王太子の揺るぎなき独占愛




「頑固だな。というか、仕事に対して真面目だな。そこがいいところだが、今回は俺も一緒に働く。冬も近いし、できることは早めに済ませておこう」

 サヤに言い聞かせるようにそう言って、レオンは再びジークに顔を向けた。

「とりあえず腹が空いたから、サンドイッチでも作ってくれとハンクに言ってくれ」
「はいはい。承知いたしました。騎士たちの分も用意させますので、しばらくお待ちください」

 ジークはあきらめた声でそう言って部屋を出ようとしたが、ふとなにかを思いだしたように振り返った。

「サヤ様、申し訳ありませんが、このレオン殿下のことを、よろしくお願いいたします」

 心からそう思っているように熱のこもった口調で話すジークに驚き、サヤは思わず後ずさった。
 それを、レオンの手がぐっと引き戻す。
 レオンを見れば、優しい笑みを浮かべ、じっとサヤを見ている。

 わけがわからない。

「あの、ジーク様……」

 レオンとジークを交互に見ながら、サヤは混乱する頭を落ち着かせようと浅い呼吸を繰り返した。

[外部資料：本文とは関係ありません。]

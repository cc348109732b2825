//! service-core: Shared infrastructure for the KYC services.
pub mod config;
pub mod error;
pub mod middleware;
pub mod observability;

pub use async_trait;
pub use axum;
pub use serde;
pub use serde_json;
pub use tokio;
pub use tower;
pub use tower_http;
pub use tracing;
pub use validator;
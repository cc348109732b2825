use std::sync::Arc;
use uuid::Uuid;

use crate::models::{AuthenticatedIdentity, DocumentCategory, VerificationDocument};
use crate::services::aggregator::derive_kyc_status;
use crate::services::error::{ServiceError, ServiceResult};
use crate::services::storage::BlobStore;
use crate::services::store::RecordStore;

pub const DEFAULT_MAX_UPLOAD_BYTES: usize = 5 * 1024 * 1024;

/// Accepted declared MIME types, all lower-case.
const ACCEPTED_MIME_TYPES: [&str; 3] = ["image/jpeg", "image/jpg", "image/png"];

const MAX_ORIGINAL_NAME_CHARS: usize = 255;

/// One uploaded file as received at the boundary, not yet validated.
#[derive(Debug)]
pub struct UploadRequest {
    pub category: String,
    pub file_name: String,
    pub declared_mime_type: String,
    pub data: Vec<u8>,
}

/// Validates and stores identity artifacts.
#[derive(Clone)]
pub struct DocumentIntake {
    store: Arc<dyn RecordStore>,
    blobs: Arc<dyn BlobStore>,
    max_upload_bytes: usize,
}

impl DocumentIntake {
    pub fn new(
        store: Arc<dyn RecordStore>,
        blobs: Arc<dyn BlobStore>,
        max_upload_bytes: usize,
    ) -> Self {
        Self {
            store,
            blobs,
            max_upload_bytes,
        }
    }

    pub fn max_upload_bytes(&self) -> usize {
        self.max_upload_bytes
    }

    /// Checks category, then MIME type, then size. Nothing is written unless all pass.
    pub async fn upload(
        &self,
        identity_id: Uuid,
        request: UploadRequest,
    ) -> ServiceResult<VerificationDocument> {
        let (category, mime_type) = self.validate(&request).map_err(|(reason, err)| {
            metrics::counter!("kyc_upload_rejections_total", "reason" => reason).increment(1);
            tracing::info!(identity_id = %identity_id, reason, "Upload rejected");
            err
        })?;

        let extension = extension_for(&mime_type);
        let mut document = VerificationDocument::new_pending(
            identity_id,
            category,
            String::new(),
            sanitize_file_name(&request.file_name),
            request.data.len() as i64,
            mime_type,
        );
        document.blob_key = blob_key(&document, extension);

        self.blobs.put(&document.blob_key, &request.data).await?;

        if let Err(e) = self.store.insert_document(&document).await {
            tracing::error!(
                document_id = %document.id,
                error = %e,
                "Failed to persist document, removing stored blob"
            );
            if let Err(cleanup) = self.blobs.delete(&document.blob_key).await {
                tracing::error!(
                    blob_key = %document.blob_key,
                    error = %cleanup,
                    "Compensating blob delete failed, blob orphaned"
                );
            }
            return Err(e);
        }

        // The row is committed; a failed recompute is repaired by the next decision.
        if let Err(e) = self
            .store
            .refresh_kyc_status(identity_id, derive_kyc_status)
            .await
        {
            tracing::error!(identity_id = %identity_id, error = %e, "KYC status recompute failed");
        }

        metrics::counter!("kyc_documents_uploaded_total", "category" => category.as_str())
            .increment(1);
        tracing::info!(
            document_id = %document.id,
            identity_id = %identity_id,
            category = category.as_str(),
            size = document.size_bytes,
            "Document uploaded"
        );

        Ok(document)
    }

    fn validate(
        &self,
        request: &UploadRequest,
    ) -> Result<(DocumentCategory, String), (&'static str, ServiceError)> {
        let category = request.category.parse::<DocumentCategory>().map_err(|_| {
            (
                "category",
                ServiceError::invalid(
                    "category",
                    "Document category must be one of front_face, back_face, portrait",
                ),
            )
        })?;

        let mime_type = normalize_mime(&request.declared_mime_type);
        if !ACCEPTED_MIME_TYPES.contains(&mime_type.as_str()) {
            return Err((
                "mime_type",
                ServiceError::invalid("file", "Only JPEG and PNG images are accepted"),
            ));
        }

        if request.data.len() > self.max_upload_bytes {
            return Err((
                "size",
                ServiceError::invalid(
                    "file",
                    format!(
                        "File exceeds the maximum size of {} bytes",
                        self.max_upload_bytes
                    ),
                ),
            ));
        }

        Ok((category, mime_type))
    }

    /// Newest first.
    pub async fn list_for_identity(
        &self,
        identity_id: Uuid,
    ) -> ServiceResult<Vec<VerificationDocument>> {
        self.store.list_documents_for_identity(identity_id).await
    }

    pub async fn get_by_id(&self, document_id: Uuid) -> ServiceResult<VerificationDocument> {
        self.store
            .find_document(document_id)
            .await?
            .ok_or_else(|| ServiceError::NotFound("Document not found".to_string()))
    }

    /// Another identity's document is reported as missing.
    pub async fn get_owned(
        &self,
        actor: &AuthenticatedIdentity,
        document_id: Uuid,
    ) -> ServiceResult<VerificationDocument> {
        let document = self.get_by_id(document_id).await?;
        if document.identity_id != actor.id {
            return Err(ServiceError::NotFound("Document not found".to_string()));
        }
        Ok(document)
    }

    pub async fn download(
        &self,
        actor: &AuthenticatedIdentity,
        document_id: Uuid,
    ) -> ServiceResult<(VerificationDocument, Vec<u8>)> {
        let document = self.get_owned(actor, document_id).await?;
        let data = self.blobs.get(&document.blob_key).await?;
        Ok((document, data))
    }

    /// Admin access to any document's bytes.
    pub async fn preview(
        &self,
        actor: &AuthenticatedIdentity,
        document_id: Uuid,
    ) -> ServiceResult<(VerificationDocument, Vec<u8>)> {
        if !actor.is_admin() {
            return Err(ServiceError::Forbidden);
        }
        let document = self.get_by_id(document_id).await?;
        let data = self.blobs.get(&document.blob_key).await?;
        Ok((document, data))
    }
}

fn normalize_mime(declared: &str) -> String {
    declared
        .split(';')
        .next()
        .unwrap_or_default()
        .trim()
        .to_lowercase()
}

fn extension_for(mime_type: &str) -> &'static str {
    match mime_type {
        "image/png" => "png",
        _ => "jpg",
    }
}

/// `{identity}/{identity}_{category}_{utc timestamp}_{document}.{ext}`
///
/// The document id keeps keys distinct for uploads within the same timestamp tick.
fn blob_key(document: &VerificationDocument, extension: &str) -> String {
    let stamp = document.created_at.format("%Y%m%dT%H%M%S%.6fZ");
    format!(
        "{id}/{id}_{category}_{stamp}_{document_id}.{extension}",
        id = document.identity_id,
        category = document.category.as_str(),
        document_id = document.id,
    )
}

fn sanitize_file_name(name: &str) -> String {
    let base = name
        .rsplit(['/', '\\'])
        .next()
        .unwrap_or_default()
        .trim();
    if base.is_empty() {
        return "unnamed".to_string();
    }
    base.chars().take(MAX_ORIGINAL_NAME_CHARS).collect()
}

#[cfg(test)]
mod tests {
    use super::*;
    use crate::models::{
        DocumentStatus, IdDocumentType, IdentityRecord, KycStatus, Profile, Role,
    };
    use crate::services::memory::InMemoryStore;
    use crate::services::storage::LocalStorage;

    struct Fixture {
        intake: DocumentIntake,
        store: Arc<InMemoryStore>,
        root: tempfile::TempDir,
    }

    async fn fixture() -> Fixture {
        let root = tempfile::tempdir().unwrap();
        let store = Arc::new(InMemoryStore::new());
        let blobs = Arc::new(LocalStorage::new(root.path()).await.unwrap());
        let intake = DocumentIntake::new(store.clone(), blobs, DEFAULT_MAX_UPLOAD_BYTES);
        Fixture {
            intake,
            store,
            root,
        }
    }

    async fn registered(store: &InMemoryStore) -> IdentityRecord {
        let record = IdentityRecord::new(
            Profile {
                first_name: "Diego".to_string(),
                last_name: "Ramirez".to_string(),
                document_type: IdDocumentType::Cedula,
                document_number: Uuid::new_v4().simple().to_string()[..10].to_string(),
                email: format!("{}@example.com", Uuid::new_v4().simple()),
                phone_number: "3009990000".to_string(),
                address: "Transversal 9 # 3-21".to_string(),
                facebook_profile: None,
                instagram_profile: None,
                twitter_profile: None,
                linkedin_profile: None,
            },
            "hash".to_string(),
        );
        store.insert_identity(&record).await.unwrap();
        record
    }

    fn request(category: &str, mime: &str, len: usize) -> UploadRequest {
        UploadRequest {
            category: category.to_string(),
            file_name: "C:\\photos\\id front.PNG".to_string(),
            declared_mime_type: mime.to_string(),
            data: vec![7u8; len],
        }
    }

    fn stored_files(root: &std::path::Path) -> usize {
        std::fs::read_dir(root)
            .unwrap()
            .flatten()
            .map(|entry| std::fs::read_dir(entry.path()).map(|d| d.count()).unwrap_or(0))
            .sum()
    }

    #[tokio::test]
    async fn upload_stores_pending_document() {
        let f = fixture().await;
        let owner = registered(&f.store).await;

        let doc = f
            .intake
            .upload(owner.id, request("front-face", "IMAGE/PNG", 1024))
            .await
            .unwrap();

        assert_eq!(doc.status, DocumentStatus::Pending);
        assert_eq!(doc.category, DocumentCategory::FrontFace);
        assert_eq!(doc.mime_type, "image/png");
        assert_eq!(doc.original_name, "id front.PNG");
        assert_eq!(doc.size_bytes, 1024);
        assert!(doc
            .blob_key
            .starts_with(&format!("{id}/{id}_front_face_", id = owner.id)));
        assert!(doc.blob_key.ends_with(&format!("_{}.png", doc.id)));
        assert_eq!(stored_files(f.root.path()), 1);
    }

    #[test]
    fn blob_keys_differ_within_one_timestamp_tick() {
        let identity_id = Uuid::new_v4();
        let first = VerificationDocument::new_pending(
            identity_id,
            DocumentCategory::Portrait,
            String::new(),
            "a.png".to_string(),
            1,
            "image/png".to_string(),
        );
        let mut second = first.clone();
        second.id = Uuid::new_v4();

        assert_eq!(first.created_at, second.created_at);
        assert_ne!(blob_key(&first, "png"), blob_key(&second, "png"));
    }

    #[tokio::test]
    async fn same_category_uploads_keep_separate_blobs() {
        let f = fixture().await;
        let owner = registered(&f.store).await;

        let first = f
            .intake
            .upload(owner.id, request("portrait", "image/png", 16))
            .await
            .unwrap();
        let second = f
            .intake
            .upload(owner.id, request("portrait", "image/png", 32))
            .await
            .unwrap();

        assert_ne!(first.blob_key, second.blob_key);
        assert_eq!(stored_files(f.root.path()), 2);
        let (_, bytes) = f
            .intake
            .download(
                &AuthenticatedIdentity {
                    id: owner.id,
                    email: owner.profile.email.clone(),
                    role: Role::User,
                },
                first.id,
            )
            .await
            .unwrap();
        assert_eq!(bytes.len(), 16);
    }

    #[tokio::test]
    async fn validation_order_is_category_then_mime_then_size() {
        let f = fixture().await;
        let owner = registered(&f.store).await;
        let too_big = DEFAULT_MAX_UPLOAD_BYTES + 1;

        let field_of = |r: ServiceResult<VerificationDocument>| match r {
            Err(ServiceError::InvalidInput { field, message }) => (field, message),
            other => panic!("expected InvalidInput, got {:?}", other),
        };

        let (field, _) = field_of(
            f.intake
                .upload(owner.id, request("selfie", "application/pdf", too_big))
                .await,
        );
        assert_eq!(field, "category");

        let (_, message) = field_of(
            f.intake
                .upload(owner.id, request("portrait", "application/pdf", too_big))
                .await,
        );
        assert!(message.contains("JPEG"));

        let (_, message) = field_of(
            f.intake
                .upload(owner.id, request("portrait", "image/jpeg", 6 * 1024 * 1024))
                .await,
        );
        assert!(message.contains("maximum size"));

        assert_eq!(stored_files(f.root.path()), 0);
        assert!(f.intake.list_for_identity(owner.id).await.unwrap().is_empty());
    }

    #[tokio::test]
    async fn exactly_max_size_is_accepted() {
        let f = fixture().await;
        let owner = registered(&f.store).await;
        let doc = f
            .intake
            .upload(
                owner.id,
                request("back_face", "image/jpg", DEFAULT_MAX_UPLOAD_BYTES),
            )
            .await
            .unwrap();
        assert!(doc.blob_key.ends_with(".jpg"));
    }

    #[tokio::test]
    async fn failed_row_insert_removes_blob() {
        let f = fixture().await;

        // No identity row exists, so the store refuses the document.
        let result = f
            .intake
            .upload(Uuid::new_v4(), request("portrait", "image/png", 64))
            .await;

        assert!(matches!(result, Err(ServiceError::Internal(_))));
        assert_eq!(stored_files(f.root.path()), 0);
    }

    #[tokio::test]
    async fn other_identities_documents_are_not_found() {
        let f = fixture().await;
        let owner = registered(&f.store).await;
        let stranger = registered(&f.store).await;
        let doc = f
            .intake
            .upload(owner.id, request("portrait", "image/png", 16))
            .await
            .unwrap();

        let as_stranger = AuthenticatedIdentity {
            id: stranger.id,
            email: stranger.profile.email.clone(),
            role: Role::User,
        };
        assert!(matches!(
            f.intake.download(&as_stranger, doc.id).await,
            Err(ServiceError::NotFound(_))
        ));
        assert!(matches!(
            f.intake.preview(&as_stranger, doc.id).await,
            Err(ServiceError::Forbidden)
        ));

        let as_owner = AuthenticatedIdentity {
            id: owner.id,
            email: owner.profile.email.clone(),
            role: Role::User,
        };
        let (_, bytes) = f.intake.download(&as_owner, doc.id).await.unwrap();
        assert_eq!(bytes.len(), 16);
    }

    #[tokio::test]
    async fn upload_recomputes_aggregate() {
        let f = fixture().await;
        let owner = registered(&f.store).await;
        f.intake
            .upload(owner.id, request("portrait", "image/png", 16))
            .await
            .unwrap();

        let stored = f.store.find_identity(owner.id).await.unwrap().unwrap();
        assert_eq!(stored.kyc_status, KycStatus::Pending);
    }
}
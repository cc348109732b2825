//! Identity model - registered accounts and their aggregate KYC status.

use chrono::{DateTime, Utc};
use serde::{Deserialize, Serialize};
use utoipa::ToSchema;
use uuid::Uuid;

/// Account role carried in session tokens.
#[derive(Debug, Clone, Copy, PartialEq, Eq, Hash, Serialize, Deserialize, ToSchema)]
#[serde(rename_all = "lowercase")]
pub enum Role {
    User,
    Admin,
}

impl Role {
    pub fn as_str(&self) -> &'static str {
        match self {
            Role::User => "user",
            Role::Admin => "admin",
        }
    }
}

impl std::str::FromStr for Role {
    type Err = String;

    fn from_str(s: &str) -> Result<Self, Self::Err> {
        match s {
            "user" => Ok(Role::User),
            "admin" => Ok(Role::Admin),
            _ => Err(format!("Invalid role: {}", s)),
        }
    }
}

/// Identity-level verification outcome. Only the aggregator writes it.
#[derive(Debug, Clone, Copy, PartialEq, Eq, Hash, Serialize, Deserialize, ToSchema)]
#[serde(rename_all = "lowercase")]
pub enum KycStatus {
    Pending,
    Approved,
    Rejected,
}

impl KycStatus {
    pub const ALL: [KycStatus; 3] = [KycStatus::Pending, KycStatus::Approved, KycStatus::Rejected];

    pub fn as_str(&self) -> &'static str {
        match self {
            KycStatus::Pending => "pending",
            KycStatus::Approved => "approved",
            KycStatus::Rejected => "rejected",
        }
    }
}

impl std::str::FromStr for KycStatus {
    type Err = String;

    fn from_str(s: &str) -> Result<Self, Self::Err> {
        match s.to_lowercase().as_str() {
            "pending" => Ok(KycStatus::Pending),
            "approved" => Ok(KycStatus::Approved),
            "rejected" => Ok(KycStatus::Rejected),
            _ => Err(format!("Invalid KYC status: {}", s)),
        }
    }
}

/// Kind of government id the identity registered with.
#[derive(Debug, Clone, Copy, PartialEq, Eq, Serialize, Deserialize, ToSchema)]
#[serde(rename_all = "lowercase")]
pub enum IdDocumentType {
    Cedula,
    Pasaporte,
}

impl IdDocumentType {
    pub fn as_str(&self) -> &'static str {
        match self {
            IdDocumentType::Cedula => "cedula",
            IdDocumentType::Pasaporte => "pasaporte",
        }
    }
}

impl std::str::FromStr for IdDocumentType {
    type Err = String;

    fn from_str(s: &str) -> Result<Self, Self::Err> {
        match s {
            "cedula" => Ok(IdDocumentType::Cedula),
            "pasaporte" => Ok(IdDocumentType::Pasaporte),
            _ => Err(format!("Invalid id document type: {}", s)),
        }
    }
}

/// Profile data supplied at registration.
#[derive(Debug, Clone, PartialEq, Eq)]
pub struct Profile {
    pub first_name: String,
    pub last_name: String,
    pub document_type: IdDocumentType,
    pub document_number: String,
    pub email: String,
    pub phone_number: String,
    pub address: String,
    pub facebook_profile: Option<String>,
    pub instagram_profile: Option<String>,
    pub twitter_profile: Option<String>,
    pub linkedin_profile: Option<String>,
}

/// Stored identity row, including the password hash.
///
/// Never leaves the account directory and the record store; callers get [`Identity`].
#[derive(Debug, Clone)]
pub struct IdentityRecord {
    pub id: Uuid,
    pub profile: Profile,
    pub password_hash: String,
    pub role: Role,
    pub kyc_status: KycStatus,
    pub email_verified: bool,
    pub created_at: DateTime<Utc>,
    pub updated_at: DateTime<Utc>,
}

impl IdentityRecord {
    /// A fresh self-registered account: role user, KYC pending, email unverified.
    pub fn new(profile: Profile, password_hash: String) -> Self {
        let now = Utc::now();
        Self {
            id: Uuid::new_v4(),
            profile,
            password_hash,
            role: Role::User,
            kyc_status: KycStatus::Pending,
            email_verified: false,
            created_at: now,
            updated_at: now,
        }
    }

    pub fn sanitized(&self) -> Identity {
        Identity::from(self.clone())
    }
}

/// Identity as returned to callers (no credential material).
#[derive(Debug, Clone, PartialEq, Eq, Serialize, ToSchema)]
pub struct Identity {
    pub id: Uuid,
    pub first_name: String,
    pub last_name: String,
    pub document_type: IdDocumentType,
    pub document_number: String,
    pub email: String,
    pub phone_number: String,
    pub address: String,
    #[serde(skip_serializing_if = "Option::is_none")]
    pub facebook_profile: Option<String>,
    #[serde(skip_serializing_if = "Option::is_none")]
    pub instagram_profile: Option<String>,
    #[serde(skip_serializing_if = "Option::is_none")]
    pub twitter_profile: Option<String>,
    #[serde(skip_serializing_if = "Option::is_none")]
    pub linkedin_profile: Option<String>,
    pub role: Role,
    pub kyc_status: KycStatus,
    pub email_verified: bool,
    pub created_at: DateTime<Utc>,
    pub updated_at: DateTime<Utc>,
}

impl From<IdentityRecord> for Identity {
    fn from(r: IdentityRecord) -> Self {
        let p = r.profile;
        Self {
            id: r.id,
            first_name: p.first_name,
            last_name: p.last_name,
            document_type: p.document_type,
            document_number: p.document_number,
            email: p.email,
            phone_number: p.phone_number,
            address: p.address,
            facebook_profile: p.facebook_profile,
            instagram_profile: p.instagram_profile,
            twitter_profile: p.twitter_profile,
            linkedin_profile: p.linkedin_profile,
            role: r.role,
            kyc_status: r.kyc_status,
            email_verified: r.email_verified,
            created_at: r.created_at,
            updated_at: r.updated_at,
        }
    }
}

/// Caller identity established once per request by the authorization gate.
///
/// Immutable after construction and passed explicitly into every operation that
/// needs to know who is acting.
#[derive(Debug, Clone, PartialEq, Eq)]
pub struct AuthenticatedIdentity {
    pub id: Uuid,
    pub email: String,
    pub role: Role,
}

impl AuthenticatedIdentity {
    pub fn is_admin(&self) -> bool {
        self.role == Role::Admin
    }
}

#[cfg(test)]
mod tests {
    use super::*;

    #[test]
    fn sanitized_identity_omits_password_hash() {
        let record = IdentityRecord::new(
            Profile {
                first_name: "Ana".to_string(),
                last_name: "Gomez".to_string(),
                document_type: IdDocumentType::Cedula,
                document_number: "1234567".to_string(),
                email: "ana@example.com".to_string(),
                phone_number: "3001234567".to_string(),
                address: "Calle 10 # 20-30".to_string(),
                facebook_profile: None,
                instagram_profile: None,
                twitter_profile: None,
                linkedin_profile: None,
            },
            "$argon2id$v=19$secret".to_string(),
        );

        let json = serde_json::to_value(record.sanitized()).unwrap();
        assert!(json.get("password_hash").is_none());
        assert!(!json.to_string().contains("argon2"));
        assert_eq!(json["role"], "user");
        assert_eq!(json["kyc_status"], "pending");
        assert_eq!(json["email_verified"], false);
    }

    #[test]
    fn role_parses_only_known_values() {
        assert_eq!("admin".parse::<Role>(), Ok(Role::Admin));
        assert!("root".parse::<Role>().is_err());
    }
}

「では、ハンクに伝えてまいりますので。サヤ様、よろしくお願いいたします」

 サヤは深々と頭を下げるジークにかける言葉も見つからず、呆然とその背中を見送った。

 なぜこんなことになったのだろう。

 王家の森の西側にあるサヤが住む屋敷から、森をのんびりと三十分ほど歩いてここまできた。
 森にいるだけで心が弾みわくわくするが、さらに今日は森の中にある離宮に泊るのだ。歌を口ずさみ、ときどき駆け足で森の空気を堪能しているときに、こんな展開は想像もしていなかった。